Scottish and Newcastle (UK)
Scottish and Newcastle is an international brewing group with leading positions in 13 European
countries. These countries include the UK, France, Finland and Russia. Its strategy is to be a major
force within the global brewing industry with a concentration of effort upon expanding a number
of leading positions in the Western European market. In 2003 the company disposed of its retail
and leisure businesses, which had been significant in the companys past. In the year 2000 this
business alone had accounted for 1.1bn of turnover and 246m of profits.
The companys expansion strategy is to enter high-growth emerging markets. This will be
achieved by working through alliances with experienced local breweries that hold strong market
positions.
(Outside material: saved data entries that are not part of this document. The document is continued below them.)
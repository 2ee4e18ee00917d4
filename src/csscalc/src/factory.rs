// Copyright 2026 The Simlin Authors. All rights reserved.
// Use of this source code is governed by the Apache License,
// Version 2.0, that can be found in the LICENSE file.

//! Builders for AST nodes, either from tokens (as the parser does) or
//! from source text (for composing trees by hand).

use csscalc_core::tree_err;
use lazy_static::lazy_static;
use regex::Regex;

use crate::ast::{
    Child, Container, Function, MathExpression, MathLoc, MathOperator, MathRaws, Node, NodeType,
    NumericValue, OperatorNode, Parentheses, TextNode,
};
use crate::common::{Loc, Result};
use crate::parse;
use crate::token::{Token, TokenKind};

const LENGTH_UNITS: &[&str] = &[
    "em", "ex", "ch", "rem", "vw", "vh", "vmin", "vmax", "px", "mm", "cm", "in", "pt", "pc", "Q",
    "vm",
];
const ANGLE_UNITS: &[&str] = &["deg", "grad", "turn", "rad"];
const TIME_UNITS: &[&str] = &["s", "ms"];
const FREQUENCY_UNITS: &[&str] = &["Hz", "kHz"];
const RESOLUTION_UNITS: &[&str] = &["dpi", "dpcm", "dppm"];
const FLEX_UNITS: &[&str] = &["fr"];
const PERCENTAGE_UNITS: &[&str] = &["%"];

const UNIT_TABLES: &[(NodeType, &[&str])] = &[
    (NodeType::Length, LENGTH_UNITS),
    (NodeType::Angle, ANGLE_UNITS),
    (NodeType::Time, TIME_UNITS),
    (NodeType::Frequency, FREQUENCY_UNITS),
    (NodeType::Resolution, RESOLUTION_UNITS),
    (NodeType::Flex, FLEX_UNITS),
    (NodeType::Percentage, PERCENTAGE_UNITS),
];

/// Splits `10.5e2px` into `("10.5e2", "px")`.  Returns `None` if `text`
/// doesn't start with a number.
pub fn split_unit(text: &str) -> Option<(&str, &str)> {
    lazy_static! {
        static ref NUMBER_RE: Regex =
            Regex::new(r"^[+-]?(\d+(\.\d+)?|\.\d+)([eE][+-]?\d+)?").unwrap();
    }

    let m = NUMBER_RE.find(text)?;
    Some(text.split_at(m.end()))
}

/// The value type and canonical spelling of a unit, matched without
/// regard to case.
pub fn classify_unit(unit: &str) -> Option<(NodeType, &'static str)> {
    UNIT_TABLES.iter().find_map(|(ty, units)| {
        units
            .iter()
            .find(|u| u.eq_ignore_ascii_case(unit))
            .map(|u| (*ty, *u))
    })
}

fn numeric_node(ty: NodeType, value: NumericValue) -> Node {
    match ty {
        NodeType::Length => Node::Length(value),
        NodeType::Angle => Node::Angle(value),
        NodeType::Time => Node::Time(value),
        NodeType::Frequency => Node::Frequency(value),
        NodeType::Resolution => Node::Resolution(value),
        NodeType::Flex => Node::Flex(value),
        NodeType::Percentage => Node::Percentage(value),
        _ => Node::Number(value),
    }
}

/// A numeric node if the word is a number with an optional known unit,
/// otherwise a `Word`.
pub fn new_word_node(token: &Token, before: &str) -> Node {
    if let Some((number, unit)) = split_unit(&token.value) {
        if unit.is_empty() {
            return Node::Number(NumericValue::new(number, "", "", before, token.loc));
        }
        if let Some((ty, canonical)) = classify_unit(unit) {
            let value = NumericValue::new(number, canonical, unit, before, token.loc);
            return numeric_node(ty, value);
        }
    }
    Node::Word(TextNode::new(&token.value, before, token.loc))
}

pub fn new_string(token: &Token, before: &str) -> Node {
    Node::String(TextNode::new(&token.value, before, token.loc))
}

pub fn new_punctuator(token: &Token, before: &str) -> Node {
    Node::Punctuator(TextNode::new(&token.value, before, token.loc))
}

pub fn new_operator(token: &Token, before: &str) -> Option<OperatorNode> {
    let op = MathOperator::from_symbol(&token.value)?;
    Some(OperatorNode::new(op, before, token.loc))
}

/// A function named by `name` whose opening parenthesis is `open`.
pub fn new_function(name: &Token, before: &str, open: &Token) -> Function {
    Function::new(&name.value, before, Loc::new(name.loc.start, open.loc.end))
}

pub fn new_parentheses(open: &Token, before: &str) -> Parentheses {
    Parentheses::new(before, open.loc)
}

/// Builds the node a single significant token stands for.  Trivia has
/// no node of its own and yields `None`.
pub fn from_token(token: &Token, before: &str) -> Option<Node> {
    match token.kind {
        TokenKind::Word => Some(new_word_node(token, before)),
        TokenKind::String => Some(new_string(token, before)),
        TokenKind::Operator => new_operator(token, before).map(Node::Operator),
        TokenKind::Punctuator if token.value == "(" => {
            Some(Node::Parentheses(new_parentheses(token, before)))
        }
        TokenKind::Punctuator => Some(new_punctuator(token, before)),
        TokenKind::Whitespace | TokenKind::Comment | TokenKind::InlineComment => None,
    }
}

/// Parses `text` and returns its only top-level node, detached.  Text
/// that doesn't parse to exactly one node yields `None`.
pub fn from_text(text: &str) -> Option<Node> {
    let mut root = parse(text);
    if root.nodes().len() != 1 {
        return None;
    }
    root.remove_all().pop()
}

/// The operator of a math expression built by hand: an existing
/// `Operator` node, or just the operator, which is given a single
/// leading space.
pub enum OperatorArg {
    Symbol(MathOperator),
    Node(OperatorNode),
}

impl From<MathOperator> for OperatorArg {
    fn from(op: MathOperator) -> Self {
        OperatorArg::Symbol(op)
    }
}

impl From<OperatorNode> for OperatorArg {
    fn from(op: OperatorNode) -> Self {
        OperatorArg::Node(op)
    }
}

/// Combines two expressions.  Either operand may be a `Root` holding
/// exactly one node.  The left operand's leading trivia moves to the new
/// expression, so `" a"` and `"b"` combine to `" a + b"` rather than
/// `"  a + b"`.
pub fn new_math_expression(
    left: impl Into<Child>,
    op: impl Into<OperatorArg>,
    right: impl Into<Child>,
) -> Result<MathExpression> {
    let left = expression(left.into())?;
    let right = expression(right.into())?;
    let op = match op.into() {
        OperatorArg::Symbol(op) => OperatorNode::new(op, " ", Loc::default()),
        OperatorArg::Node(op) => op,
    };
    Ok(merge(left, op, right))
}

fn expression(child: Child) -> Result<Node> {
    let node = child.into_single()?;
    if !node.is_expression() {
        return tree_err!(
            NotAnExpression,
            format!("{} can't be an operand", node.node_type())
        );
    }
    Ok(node)
}

pub(crate) fn merge(mut left: Node, op: OperatorNode, right: Node) -> MathExpression {
    let before = std::mem::take(left.before_mut());
    let source = MathLoc {
        start: left.loc().start,
        end: right.loc().end,
        operator: op.source,
    };
    let raws = MathRaws {
        before,
        between: op.raws.before,
    };
    MathExpression::new(left, op.value, right, raws, source)
}

#[cfg(test)]
mod tests {
    use super::*;
    use crate::common::ErrorCode;
    use crate::options::StringifyOptions;
    use crate::stringify;
    use float_cmp::approx_eq;

    #[test]
    fn test_split_unit() {
        assert_eq!(Some(("10", "px")), split_unit("10px"));
        assert_eq!(Some(("-.5", "em")), split_unit("-.5em"));
        assert_eq!(Some(("+1.25", "")), split_unit("+1.25"));
        assert_eq!(Some(("1e3", "px")), split_unit("1e3px"));
        assert_eq!(Some(("1e-3", "s")), split_unit("1e-3s"));
        assert_eq!(Some(("1", "em")), split_unit("1em"));
        assert_eq!(Some(("1", ".")), split_unit("1."));
        assert_eq!(Some(("1", "e+")), split_unit("1e+"));
        assert_eq!(Some(("50", "%")), split_unit("50%"));
        assert_eq!(None, split_unit("px"));
        assert_eq!(None, split_unit("-px"));
        assert_eq!(None, split_unit("."));
        assert_eq!(None, split_unit(""));
    }

    #[test]
    fn test_classify_unit() {
        assert_eq!(Some((NodeType::Length, "px")), classify_unit("PX"));
        assert_eq!(Some((NodeType::Length, "Q")), classify_unit("q"));
        assert_eq!(Some((NodeType::Frequency, "kHz")), classify_unit("khz"));
        assert_eq!(Some((NodeType::Resolution, "dppm")), classify_unit("dppm"));
        assert_eq!(Some((NodeType::Flex, "fr")), classify_unit("fr"));
        assert_eq!(Some((NodeType::Percentage, "%")), classify_unit("%"));
        assert_eq!(Some((NodeType::Time, "s")), classify_unit("S"));
        assert_eq!(None, classify_unit("foo"));
    }

    fn word(value: &str) -> Token {
        Token::new(TokenKind::Word, value, Loc::new(0, value.len()))
    }

    #[test]
    fn test_word_nodes() {
        let node = new_word_node(&word("30px"), "");
        assert_eq!(NodeType::Length, node.node_type());
        let n = node.as_numeric().unwrap();
        assert!(approx_eq!(f64, 30.0, n.value));
        assert_eq!("px", n.unit);
        assert_eq!(None, n.raws.unit);

        let node = new_word_node(&word("+.50KHZ"), " ");
        assert_eq!(NodeType::Frequency, node.node_type());
        let n = node.as_numeric().unwrap();
        assert!(approx_eq!(f64, 0.5, n.value));
        assert_eq!("kHz", n.unit);
        assert_eq!("+.50", n.raws.value.raw);
        assert_eq!("KHZ", n.raws.unit.as_ref().unwrap().raw);
        assert_eq!(" +.50KHZ", node.to_string());

        let node = new_word_node(&word("12"), "");
        assert_eq!(NodeType::Number, node.node_type());
        assert_eq!("", node.as_numeric().unwrap().unit);

        assert_eq!(NodeType::Word, new_word_node(&word("10foo"), "").node_type());
        assert_eq!(NodeType::Word, new_word_node(&word("auto"), "").node_type());
    }

    #[test]
    fn test_from_token() {
        let op = Token::new(TokenKind::Operator, "*", Loc::new(3, 4));
        assert_eq!(NodeType::Operator, from_token(&op, " ").unwrap().node_type());
        let open = Token::new(TokenKind::Punctuator, "(", Loc::new(0, 1));
        assert_eq!(NodeType::Parentheses, from_token(&open, "").unwrap().node_type());
        let comma = Token::new(TokenKind::Punctuator, ",", Loc::new(0, 1));
        assert!(from_token(&comma, "").unwrap().is_comma());
        let ws = Token::new(TokenKind::Whitespace, " ", Loc::new(0, 1));
        assert!(from_token(&ws, "").is_none());
    }

    #[test]
    fn test_from_text() {
        let node = from_text("calc(1px + 2px)").unwrap();
        assert_eq!(NodeType::Function, node.node_type());
        assert_eq!(None, node.parent());
        assert!(from_text("1px 2px").is_none());
        assert!(from_text("").is_none());
    }

    fn fix(math: MathExpression) -> String {
        stringify(&Node::from(math), StringifyOptions::default().with_autofix(true))
    }

    #[test]
    fn test_new_math_expression() {
        let math = new_math_expression(parse("1"), MathOperator::Add, parse("2")).unwrap();
        assert_eq!("1 + 2", fix(math));

        let math = new_math_expression(parse(" 1"), MathOperator::Sub, parse(" 2")).unwrap();
        assert_eq!(" ", math.raws.before);
        assert_eq!("", math.left().before());
        assert_eq!(Some(math.id()), math.left().parent());
        assert_eq!(" 1 - 2", stringify(&Node::from(math), StringifyOptions::default()));

        let math =
            new_math_expression(parse("1 + 2"), MathOperator::Mul, parse("3 + 4")).unwrap();
        assert_eq!("(1 + 2) * (3 + 4)", fix(math));
        let math =
            new_math_expression(parse("1 - 2"), MathOperator::Mul, parse("3 - 4")).unwrap();
        assert_eq!("(1 - 2) * (3 - 4)", fix(math));
        let math =
            new_math_expression(parse("1 + 2"), MathOperator::Add, parse("3 - 4")).unwrap();
        assert_eq!("1 + 2 + (3 - 4)", fix(math));
        let math = new_math_expression(parse("1"), MathOperator::Add, parse("2 + 3")).unwrap();
        assert_eq!("1 + 2 + 3", fix(math));
    }

    #[test]
    fn test_new_math_expression_with_operator_node() {
        let op = OperatorNode::new(MathOperator::Div, "  ", Loc::new(4, 5));
        let math = new_math_expression(parse("8px"), op, parse(" 2")).unwrap();
        assert_eq!(Loc::new(4, 5), math.source.operator);
        assert_eq!("8px  / 2", Node::from(math).to_string());
    }

    #[test]
    fn test_new_math_expression_errors() {
        let err = new_math_expression(parse("1 2"), MathOperator::Add, parse("3")).unwrap_err();
        assert_eq!(ErrorCode::IllegalRoot, err.code);
        let err = new_math_expression(parse("1"), MathOperator::Add, parse(",")).unwrap_err();
        assert_eq!(ErrorCode::NotAnExpression, err.code);
    }
}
Its key brands include John Smith, Kronebourg, Kanterbrau and Baltika and it brews
Fosters under licence for the UK market. In 2003 turnover had increased by 17 percent, with
profits up 8 percent and overall volume up 2.4 percent. The brand of Kronebourg, Fosters and
Newcastle Brown all showed substantial volume growth in the year 2003. Acquisitions in the early
2000s have included Hartwell, Kronebourg from Danone in France,Buliners Cider and
investments in Mainland China and India.
The Hartwell acquisition is particularly important as this gives the group a 50 percent
investment in Baltic Beverages. This results in exposure to the high growth markets of Russia,
Ukraine and the Baltic countries. The growth rate of the Russian market was such than in 2002 it
was bigger than any Western European countrys home market other than Germany.
The future
Forecasts from Euromonitor 2002 conclude that the world market for beer between 2002 and 2007
will increase by 35 percent in Eastern Europe and the Asian Pacific region by 28 percent whilst
Canadeans latest annual global beer report forecasts sales of 1.5bn hectoliters in 2005.
The Interbrew market report 2002 concludes that most beer markets in Europe are now
relatively mature with limited potential for growth resulting in the focus now moving towards Asia
and Eastern Europe.

Questions
1. Using the data from the case, what are the major trends in the European brewing
industry?
2. For the four breweries outlined above(or breweries of your own choice) explain:
(a) how these trends will impact differently on these different companies; and
(b) how you think the strategy of each company should change.